La ragione per cui è bene procedere in questo modo è che, man mano che le note diventano più basse, le nostre orecchie percepiscono le ottave come meglio accordate se sono leggermente più larghe, il che significa che un'ottava suonerà più accordata se la sua nota più bassa è leggermente calante rispetto a quella che un accordatore elettronico sentirebbe come correttamente intonata. Questo procedimento è noto come “allargamento delle ottave” ed è un trucco ben noto degli accordatori di pianoforte (e di organi), sebbene loro lo facciano in modo molto preciso. Ma nel nostro caso, è sufficiente che le ottave suonino abbastanza accordate per noi.

Se siete molto inesperti con l'accordatura ad orecchio, l'accordatura per ottave è uno dei modi più semplici per iniziare a sperimentarla. Potete sempre tenere l'accordatore elettronico come guida, ma non consideratelo mai come una autorità suprema. Imparare a fidarsi del proprio orecchio è spesso ancora più difficile che imparare a sentire l'intonazione, più lo si fa, più fiduciosi si diventa. La stragrande maggioranza delle persone ha effettivamente o può sviluppare una grande capacità di ascoltare e percepire la “giusta” intonazione.
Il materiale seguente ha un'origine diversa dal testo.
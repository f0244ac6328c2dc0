use crate::models::{StatusFilter, Task, TimeWindow};
use thiserror::Error;

#[derive(Clone, Debug, Error, PartialEq, Eq)]
pub enum TaskStoreError {
    #[error("Notion authorization expired or was revoked. Please log in again.")]
    Unauthorized,
    #[error("Notion database does not match the task template: {0}")]
    ValidationError(String),
    #[error("No Notion database selected.")]
    NotConfigured,
    #[error("{0}")]
    Other(String),
}

#[derive(Clone, Copy, Debug, PartialEq, Eq)]
pub enum Recovery {
    Relogin,
    ReselectDatabase,
    Retry,
}

impl TaskStoreError {
    pub fn recovery(&self) -> Recovery {
        match self {
            TaskStoreError::Unauthorized => Recovery::Relogin,
            TaskStoreError::ValidationError(_) | TaskStoreError::NotConfigured => {
                Recovery::ReselectDatabase
            }
            TaskStoreError::Other(_) => Recovery::Retry,
        }
    }
}

/// Remote task backend consumed by the sync engine. Calls may block.
pub trait TaskStore: Send + Sync {
    /// Returns the new remote id.
    fn create(&self, task: &Task) -> Result<String, TaskStoreError>;
    fn update(&self, task: &Task) -> Result<(), TaskStoreError>;
    fn list(&self, window: &TimeWindow, filter: StatusFilter) -> Result<Vec<Task>, TaskStoreError>;
    fn tags(&self) -> Result<Vec<String>, TaskStoreError>;
    /// Replaces the tag options; returns the options the backend kept.
    fn set_tags(&self, tags: &[String]) -> Result<Vec<String>, TaskStoreError>;
}

#[cfg(test)]
mod tests {
    use super::*;

    #[test]
    fn errors_map_to_distinct_recoveries() {
        assert_eq!(TaskStoreError::Unauthorized.recovery(), Recovery::Relogin);
        assert_eq!(
            TaskStoreError::ValidationError("status missing".to_string()).recovery(),
            Recovery::ReselectDatabase
        );
        assert_eq!(TaskStoreError::Other("boom".to_string()).recovery(), Recovery::Retry);
    }

    #[test]
    fn other_error_surfaces_message_verbatim() {
        assert_eq!(TaskStoreError::Other("HTTP 502".to_string()).to_string(), "HTTP 502");
    }
}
E' una bella sensazione quando ci si accorge per la prima volta che se si ignora l’accordatore e si accorda una nota solo un po' più bassa, suona meglio.

Dopo aver accordato tutte le corde basse, suonate gli stessi accordi in ogni ottava come avete fatto nella parte centrale, per controllare che tutto “suoni bene” per il vostro orecchio.

Cosa intendo per “suonare bene”? Spiegarlo per iscritto è un po’ difficile, ma ci provo lo stesso senza dovervi parlare dei “battimenti” (le piccole oscillazioni provocate da un intervallo leggermente dissonante). Significa che se suono un accordo qualsiasi, per esempio Do maggiore (Do-Mi-Sol-Do), sia che lo suoni unito (armonicamente), sia che lo suoni leggermente e rapidamente arpeggiato (melodicamente), le quattro note devono dare all’orecchio la sensazione di “stare sulla stessa linea” sonora, nessuna di esse deve “sforare” dal punto di vista dell’intonazione. Devo arrivare ad avere quasi la sensazione di udire un unico suono composto da più suoni. Fate questa verifica, alterate una qualsiasi delle quattro note alzandola o abbassandola leggermente e riprovate l’accordo: “sentirete” subito che cosa sto cercando di dirvi a parole. La stessa sensazione delle quattro note tutte in una linea deve guidarvi anche con gli altri accordi.

4.) Accordate per ottave anche le corde acute. La prima nota sarà quella immediatamente successiva all'ultima corda alta che avevate accordato prima con l’accordatore. Stesso procedimento di prima: suonare sempre prima la corda che sappiamo essere accordata e poi quella che dobbiamo accordare. Questo perché il nostro orecchio percepisce come “corretta” la prima nota suonata, quindi fate attenzione a non invertire l’ordine altrimenti fate pasticci…

Lo stesso concetto di allargamento dell’ottava che abbiamo usato per accordare scendendo verso i bassi va usato anche salendo verso gli acuti. Utilizzate l’accordatore come riferimento se volete, ma prestate molta attenzione a ciò che sentite più che a quello che vedete (la lancetta e le lucine dell’accordatore) e scoprirete che anche nell’acuto le ottave suonano meglio se si ignora l’accordatore e le si accorda leggermente più larghe.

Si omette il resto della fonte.